- _Your goal_:
Of the lines listed below, return exactly those that run from the line containing "filename crates/pipeline/src/evaluator.rs" through the line containing "pub const SHORT_CALL_SECS: f64 = 0.1;", both included.

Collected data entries
========

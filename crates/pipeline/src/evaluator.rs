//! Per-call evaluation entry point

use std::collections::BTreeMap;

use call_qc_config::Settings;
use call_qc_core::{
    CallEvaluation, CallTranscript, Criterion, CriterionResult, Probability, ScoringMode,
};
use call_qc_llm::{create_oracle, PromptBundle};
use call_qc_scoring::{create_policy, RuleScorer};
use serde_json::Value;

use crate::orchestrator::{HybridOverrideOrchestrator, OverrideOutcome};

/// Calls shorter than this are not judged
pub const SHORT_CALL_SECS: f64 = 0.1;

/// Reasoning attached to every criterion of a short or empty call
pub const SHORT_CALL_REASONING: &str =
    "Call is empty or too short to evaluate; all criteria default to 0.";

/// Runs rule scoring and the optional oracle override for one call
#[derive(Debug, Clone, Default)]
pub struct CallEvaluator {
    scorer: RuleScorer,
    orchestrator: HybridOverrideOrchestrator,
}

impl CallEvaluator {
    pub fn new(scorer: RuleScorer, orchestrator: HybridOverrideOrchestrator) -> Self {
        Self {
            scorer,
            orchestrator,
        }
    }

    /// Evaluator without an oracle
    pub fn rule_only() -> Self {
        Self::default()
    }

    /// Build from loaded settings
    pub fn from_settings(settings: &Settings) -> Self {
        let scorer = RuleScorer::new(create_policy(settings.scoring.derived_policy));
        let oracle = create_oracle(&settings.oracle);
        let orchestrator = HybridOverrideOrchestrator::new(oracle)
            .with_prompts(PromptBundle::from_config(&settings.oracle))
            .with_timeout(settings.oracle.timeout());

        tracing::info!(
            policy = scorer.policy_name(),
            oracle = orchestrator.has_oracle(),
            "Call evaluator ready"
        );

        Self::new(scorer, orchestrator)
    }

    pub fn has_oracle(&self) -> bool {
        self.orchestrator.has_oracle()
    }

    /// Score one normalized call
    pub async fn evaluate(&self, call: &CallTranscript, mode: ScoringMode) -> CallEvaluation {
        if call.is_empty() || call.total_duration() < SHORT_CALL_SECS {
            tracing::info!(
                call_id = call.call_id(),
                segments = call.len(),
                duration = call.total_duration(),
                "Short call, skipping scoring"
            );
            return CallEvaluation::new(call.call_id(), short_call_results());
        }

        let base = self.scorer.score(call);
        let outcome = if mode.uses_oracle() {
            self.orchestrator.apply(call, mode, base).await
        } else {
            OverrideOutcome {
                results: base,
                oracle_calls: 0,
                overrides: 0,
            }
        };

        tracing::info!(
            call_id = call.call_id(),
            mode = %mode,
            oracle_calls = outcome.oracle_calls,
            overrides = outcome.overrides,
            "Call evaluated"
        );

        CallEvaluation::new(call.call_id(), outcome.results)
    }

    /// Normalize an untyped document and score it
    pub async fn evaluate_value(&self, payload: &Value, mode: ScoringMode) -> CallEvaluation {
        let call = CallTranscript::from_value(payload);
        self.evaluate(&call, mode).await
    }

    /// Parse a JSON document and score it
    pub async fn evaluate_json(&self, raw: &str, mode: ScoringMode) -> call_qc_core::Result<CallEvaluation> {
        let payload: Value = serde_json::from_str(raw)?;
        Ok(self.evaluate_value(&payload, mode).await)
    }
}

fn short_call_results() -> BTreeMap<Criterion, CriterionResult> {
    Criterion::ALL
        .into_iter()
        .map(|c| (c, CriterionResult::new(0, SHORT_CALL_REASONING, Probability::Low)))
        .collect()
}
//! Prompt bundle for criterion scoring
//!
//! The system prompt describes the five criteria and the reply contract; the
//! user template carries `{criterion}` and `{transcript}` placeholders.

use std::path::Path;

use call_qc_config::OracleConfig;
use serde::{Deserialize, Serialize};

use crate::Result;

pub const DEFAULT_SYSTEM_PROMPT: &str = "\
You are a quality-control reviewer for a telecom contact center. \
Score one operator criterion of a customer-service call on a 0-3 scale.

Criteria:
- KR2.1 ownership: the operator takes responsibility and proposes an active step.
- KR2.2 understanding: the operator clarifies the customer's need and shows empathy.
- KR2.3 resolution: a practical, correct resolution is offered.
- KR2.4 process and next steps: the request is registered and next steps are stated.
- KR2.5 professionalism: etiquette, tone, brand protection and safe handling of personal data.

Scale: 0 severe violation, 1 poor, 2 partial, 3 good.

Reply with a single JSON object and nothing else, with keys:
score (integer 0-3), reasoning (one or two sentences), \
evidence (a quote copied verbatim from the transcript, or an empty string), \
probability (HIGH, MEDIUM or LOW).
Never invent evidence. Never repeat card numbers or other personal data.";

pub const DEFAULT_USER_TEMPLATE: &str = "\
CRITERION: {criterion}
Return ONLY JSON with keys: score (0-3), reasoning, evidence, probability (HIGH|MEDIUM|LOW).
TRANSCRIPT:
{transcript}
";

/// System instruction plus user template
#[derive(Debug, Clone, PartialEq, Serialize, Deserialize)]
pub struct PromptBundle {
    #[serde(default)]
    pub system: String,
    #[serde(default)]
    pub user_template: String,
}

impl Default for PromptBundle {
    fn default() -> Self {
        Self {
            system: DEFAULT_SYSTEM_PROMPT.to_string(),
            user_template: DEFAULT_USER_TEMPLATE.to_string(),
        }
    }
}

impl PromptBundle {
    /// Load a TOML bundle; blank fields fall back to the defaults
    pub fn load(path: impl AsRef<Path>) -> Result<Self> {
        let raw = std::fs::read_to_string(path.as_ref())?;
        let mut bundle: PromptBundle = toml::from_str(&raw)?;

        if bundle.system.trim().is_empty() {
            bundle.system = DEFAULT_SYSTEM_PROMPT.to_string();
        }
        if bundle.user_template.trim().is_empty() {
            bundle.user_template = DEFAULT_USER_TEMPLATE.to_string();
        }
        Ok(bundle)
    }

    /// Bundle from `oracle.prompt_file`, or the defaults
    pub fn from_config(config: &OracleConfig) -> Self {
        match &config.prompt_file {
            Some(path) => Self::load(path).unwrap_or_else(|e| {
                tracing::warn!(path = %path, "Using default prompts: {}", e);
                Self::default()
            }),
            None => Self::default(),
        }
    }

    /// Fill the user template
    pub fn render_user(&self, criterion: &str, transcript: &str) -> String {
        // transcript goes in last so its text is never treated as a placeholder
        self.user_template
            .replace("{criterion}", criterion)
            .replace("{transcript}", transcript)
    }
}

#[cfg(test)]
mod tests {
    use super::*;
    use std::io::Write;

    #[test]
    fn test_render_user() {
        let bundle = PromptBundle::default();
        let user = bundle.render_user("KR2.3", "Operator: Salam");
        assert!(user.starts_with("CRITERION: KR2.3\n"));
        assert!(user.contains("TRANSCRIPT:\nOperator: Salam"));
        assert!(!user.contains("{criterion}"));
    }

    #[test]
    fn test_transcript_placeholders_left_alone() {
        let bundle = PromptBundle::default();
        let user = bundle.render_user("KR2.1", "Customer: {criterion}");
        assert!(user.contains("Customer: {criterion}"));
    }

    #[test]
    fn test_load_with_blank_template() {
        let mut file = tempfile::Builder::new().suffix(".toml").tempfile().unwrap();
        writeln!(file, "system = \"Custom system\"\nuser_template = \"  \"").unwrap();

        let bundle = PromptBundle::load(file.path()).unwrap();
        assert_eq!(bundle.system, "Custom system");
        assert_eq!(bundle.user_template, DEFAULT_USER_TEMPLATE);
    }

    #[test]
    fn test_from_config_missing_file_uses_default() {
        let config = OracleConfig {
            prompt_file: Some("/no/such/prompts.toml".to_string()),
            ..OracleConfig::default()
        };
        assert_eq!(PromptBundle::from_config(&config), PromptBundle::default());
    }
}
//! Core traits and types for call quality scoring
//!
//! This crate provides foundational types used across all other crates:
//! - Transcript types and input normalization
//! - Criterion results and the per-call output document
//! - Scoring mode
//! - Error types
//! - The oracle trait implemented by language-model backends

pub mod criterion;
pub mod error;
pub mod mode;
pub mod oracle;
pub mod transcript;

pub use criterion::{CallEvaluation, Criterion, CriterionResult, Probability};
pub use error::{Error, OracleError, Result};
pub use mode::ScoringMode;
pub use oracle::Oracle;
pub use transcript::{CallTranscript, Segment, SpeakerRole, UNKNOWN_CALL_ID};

========

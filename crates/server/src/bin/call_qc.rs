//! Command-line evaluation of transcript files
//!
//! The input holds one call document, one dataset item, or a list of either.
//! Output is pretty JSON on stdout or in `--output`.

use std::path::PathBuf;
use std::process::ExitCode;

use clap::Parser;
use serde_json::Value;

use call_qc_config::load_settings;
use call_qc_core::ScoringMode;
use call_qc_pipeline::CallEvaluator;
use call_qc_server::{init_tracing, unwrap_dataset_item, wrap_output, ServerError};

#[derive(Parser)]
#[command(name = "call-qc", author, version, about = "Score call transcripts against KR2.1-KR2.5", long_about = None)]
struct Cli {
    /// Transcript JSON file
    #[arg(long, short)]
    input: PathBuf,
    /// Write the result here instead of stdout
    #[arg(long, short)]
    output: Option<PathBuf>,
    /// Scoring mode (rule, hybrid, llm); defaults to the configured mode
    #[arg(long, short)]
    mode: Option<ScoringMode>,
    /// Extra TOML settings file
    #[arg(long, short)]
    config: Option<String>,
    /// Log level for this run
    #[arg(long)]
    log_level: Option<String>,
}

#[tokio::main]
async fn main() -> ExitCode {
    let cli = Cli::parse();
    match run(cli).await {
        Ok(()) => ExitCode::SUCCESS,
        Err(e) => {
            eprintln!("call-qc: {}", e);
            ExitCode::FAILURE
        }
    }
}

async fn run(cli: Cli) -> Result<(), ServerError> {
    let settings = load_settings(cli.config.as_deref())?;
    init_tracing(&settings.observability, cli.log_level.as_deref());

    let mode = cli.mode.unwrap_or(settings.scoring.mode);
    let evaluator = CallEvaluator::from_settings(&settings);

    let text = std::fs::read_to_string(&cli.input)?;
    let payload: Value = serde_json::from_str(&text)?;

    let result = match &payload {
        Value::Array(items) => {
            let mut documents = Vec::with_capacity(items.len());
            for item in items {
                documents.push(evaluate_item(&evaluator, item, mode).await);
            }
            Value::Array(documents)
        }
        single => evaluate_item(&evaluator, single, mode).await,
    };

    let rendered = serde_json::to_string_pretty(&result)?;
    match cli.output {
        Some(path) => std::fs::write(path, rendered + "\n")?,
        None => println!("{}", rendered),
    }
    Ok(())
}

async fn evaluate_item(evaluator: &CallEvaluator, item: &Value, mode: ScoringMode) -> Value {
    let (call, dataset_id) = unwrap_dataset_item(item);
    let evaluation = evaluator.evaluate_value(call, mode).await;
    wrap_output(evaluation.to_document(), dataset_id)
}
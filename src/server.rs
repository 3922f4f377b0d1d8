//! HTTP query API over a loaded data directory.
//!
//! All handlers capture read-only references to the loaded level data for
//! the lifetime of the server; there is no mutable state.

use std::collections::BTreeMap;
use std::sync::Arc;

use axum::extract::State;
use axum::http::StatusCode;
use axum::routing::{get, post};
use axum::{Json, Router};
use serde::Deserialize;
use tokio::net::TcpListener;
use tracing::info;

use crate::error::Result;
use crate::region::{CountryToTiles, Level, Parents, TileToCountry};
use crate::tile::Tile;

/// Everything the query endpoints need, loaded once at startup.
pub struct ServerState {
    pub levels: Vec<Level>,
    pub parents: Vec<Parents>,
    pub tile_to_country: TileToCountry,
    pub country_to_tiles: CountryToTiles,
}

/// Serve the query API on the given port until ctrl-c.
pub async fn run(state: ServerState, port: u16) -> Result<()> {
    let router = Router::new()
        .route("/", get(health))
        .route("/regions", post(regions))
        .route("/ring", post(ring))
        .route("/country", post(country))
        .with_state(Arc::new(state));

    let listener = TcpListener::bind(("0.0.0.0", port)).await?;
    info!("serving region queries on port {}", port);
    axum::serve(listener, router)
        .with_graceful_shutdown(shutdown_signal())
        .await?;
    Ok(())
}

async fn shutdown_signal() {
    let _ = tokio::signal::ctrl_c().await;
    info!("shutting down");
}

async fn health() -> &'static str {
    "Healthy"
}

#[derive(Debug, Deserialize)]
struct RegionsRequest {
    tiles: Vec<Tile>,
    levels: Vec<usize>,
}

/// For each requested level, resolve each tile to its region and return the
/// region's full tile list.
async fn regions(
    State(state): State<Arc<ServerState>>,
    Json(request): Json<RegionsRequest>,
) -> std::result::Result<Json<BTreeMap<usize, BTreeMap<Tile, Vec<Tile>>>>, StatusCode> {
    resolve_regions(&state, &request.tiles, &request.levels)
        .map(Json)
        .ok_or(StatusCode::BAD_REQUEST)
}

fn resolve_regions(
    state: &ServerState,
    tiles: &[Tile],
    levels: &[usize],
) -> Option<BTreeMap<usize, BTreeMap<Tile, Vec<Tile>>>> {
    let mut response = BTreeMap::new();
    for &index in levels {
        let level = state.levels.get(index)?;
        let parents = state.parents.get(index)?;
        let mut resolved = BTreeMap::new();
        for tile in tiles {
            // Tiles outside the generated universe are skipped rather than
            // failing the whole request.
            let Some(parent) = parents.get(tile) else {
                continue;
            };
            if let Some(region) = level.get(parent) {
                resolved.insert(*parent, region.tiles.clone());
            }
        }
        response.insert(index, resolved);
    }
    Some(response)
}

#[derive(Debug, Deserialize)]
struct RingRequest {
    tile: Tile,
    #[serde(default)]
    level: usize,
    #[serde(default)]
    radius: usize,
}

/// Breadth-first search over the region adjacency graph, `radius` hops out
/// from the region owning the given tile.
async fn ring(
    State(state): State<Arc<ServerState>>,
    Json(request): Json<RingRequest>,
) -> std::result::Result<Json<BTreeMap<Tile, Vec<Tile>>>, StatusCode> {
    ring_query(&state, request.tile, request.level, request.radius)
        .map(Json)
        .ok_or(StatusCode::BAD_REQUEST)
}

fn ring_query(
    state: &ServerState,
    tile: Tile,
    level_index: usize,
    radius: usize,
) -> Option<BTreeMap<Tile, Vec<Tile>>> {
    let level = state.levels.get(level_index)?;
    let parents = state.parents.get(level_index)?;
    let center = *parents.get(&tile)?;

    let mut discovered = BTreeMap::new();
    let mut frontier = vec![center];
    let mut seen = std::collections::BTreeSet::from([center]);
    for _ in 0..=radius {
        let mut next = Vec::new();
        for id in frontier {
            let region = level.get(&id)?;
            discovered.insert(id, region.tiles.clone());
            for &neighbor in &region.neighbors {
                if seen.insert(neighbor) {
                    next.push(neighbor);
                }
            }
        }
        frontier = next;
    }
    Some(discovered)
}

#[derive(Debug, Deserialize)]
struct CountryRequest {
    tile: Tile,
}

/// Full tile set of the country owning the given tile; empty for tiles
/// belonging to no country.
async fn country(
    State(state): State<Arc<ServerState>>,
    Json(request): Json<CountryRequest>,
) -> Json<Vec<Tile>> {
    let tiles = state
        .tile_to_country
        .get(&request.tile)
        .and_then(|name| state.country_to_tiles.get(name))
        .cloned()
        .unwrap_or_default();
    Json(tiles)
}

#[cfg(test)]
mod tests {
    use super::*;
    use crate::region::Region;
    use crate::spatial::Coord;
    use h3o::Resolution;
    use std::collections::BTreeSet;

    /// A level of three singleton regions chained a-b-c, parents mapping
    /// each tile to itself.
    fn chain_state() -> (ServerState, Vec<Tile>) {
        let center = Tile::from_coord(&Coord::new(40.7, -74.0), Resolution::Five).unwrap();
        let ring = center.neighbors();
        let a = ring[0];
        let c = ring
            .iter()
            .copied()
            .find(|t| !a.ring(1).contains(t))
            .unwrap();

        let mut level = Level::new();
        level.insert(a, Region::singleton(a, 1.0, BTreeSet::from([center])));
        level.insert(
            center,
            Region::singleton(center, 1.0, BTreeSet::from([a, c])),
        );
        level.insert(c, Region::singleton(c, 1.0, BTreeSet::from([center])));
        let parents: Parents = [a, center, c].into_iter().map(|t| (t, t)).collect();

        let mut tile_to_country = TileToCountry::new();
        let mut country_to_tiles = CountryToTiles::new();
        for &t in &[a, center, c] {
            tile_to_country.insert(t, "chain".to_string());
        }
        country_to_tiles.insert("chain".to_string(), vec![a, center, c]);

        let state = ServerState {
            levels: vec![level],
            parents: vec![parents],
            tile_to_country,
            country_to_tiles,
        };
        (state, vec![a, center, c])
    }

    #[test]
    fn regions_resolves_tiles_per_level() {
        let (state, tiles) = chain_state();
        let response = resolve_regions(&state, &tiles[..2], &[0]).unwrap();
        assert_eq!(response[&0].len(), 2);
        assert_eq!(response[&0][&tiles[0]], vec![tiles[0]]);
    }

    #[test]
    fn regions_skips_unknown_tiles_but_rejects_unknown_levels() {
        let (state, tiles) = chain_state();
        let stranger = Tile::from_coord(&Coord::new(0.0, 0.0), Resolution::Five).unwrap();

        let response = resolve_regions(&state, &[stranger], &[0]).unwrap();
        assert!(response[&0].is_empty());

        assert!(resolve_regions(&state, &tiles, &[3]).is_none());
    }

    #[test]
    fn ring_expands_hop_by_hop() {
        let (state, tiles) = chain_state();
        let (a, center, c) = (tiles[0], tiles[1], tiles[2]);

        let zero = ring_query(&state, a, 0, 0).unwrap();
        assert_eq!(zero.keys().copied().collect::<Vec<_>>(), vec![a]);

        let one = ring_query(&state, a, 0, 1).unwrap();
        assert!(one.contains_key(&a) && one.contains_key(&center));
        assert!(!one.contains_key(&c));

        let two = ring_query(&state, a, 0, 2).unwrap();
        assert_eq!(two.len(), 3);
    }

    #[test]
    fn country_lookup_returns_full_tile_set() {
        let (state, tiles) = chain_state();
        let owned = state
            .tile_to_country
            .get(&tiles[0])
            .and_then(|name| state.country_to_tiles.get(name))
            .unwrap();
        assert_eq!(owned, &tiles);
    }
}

========

- _Your response_:
filename crates/pipeline/src/evaluator.rs
//! Per-call evaluation entry point

use std::collections::BTreeMap;

use call_qc_config::Settings;
use call_qc_core::{
    CallEvaluation, CallTranscript, Criterion, CriterionResult, Probability, ScoringMode,
};
use call_qc_llm::{create_oracle, PromptBundle};
use call_qc_scoring::{create_policy, RuleScorer};
use serde_json::Value;

use crate::orchestrator::{HybridOverrideOrchestrator, OverrideOutcome};

/// Calls shorter than this are not judged
pub const SHORT_CALL_SECS: f64 = 0.1;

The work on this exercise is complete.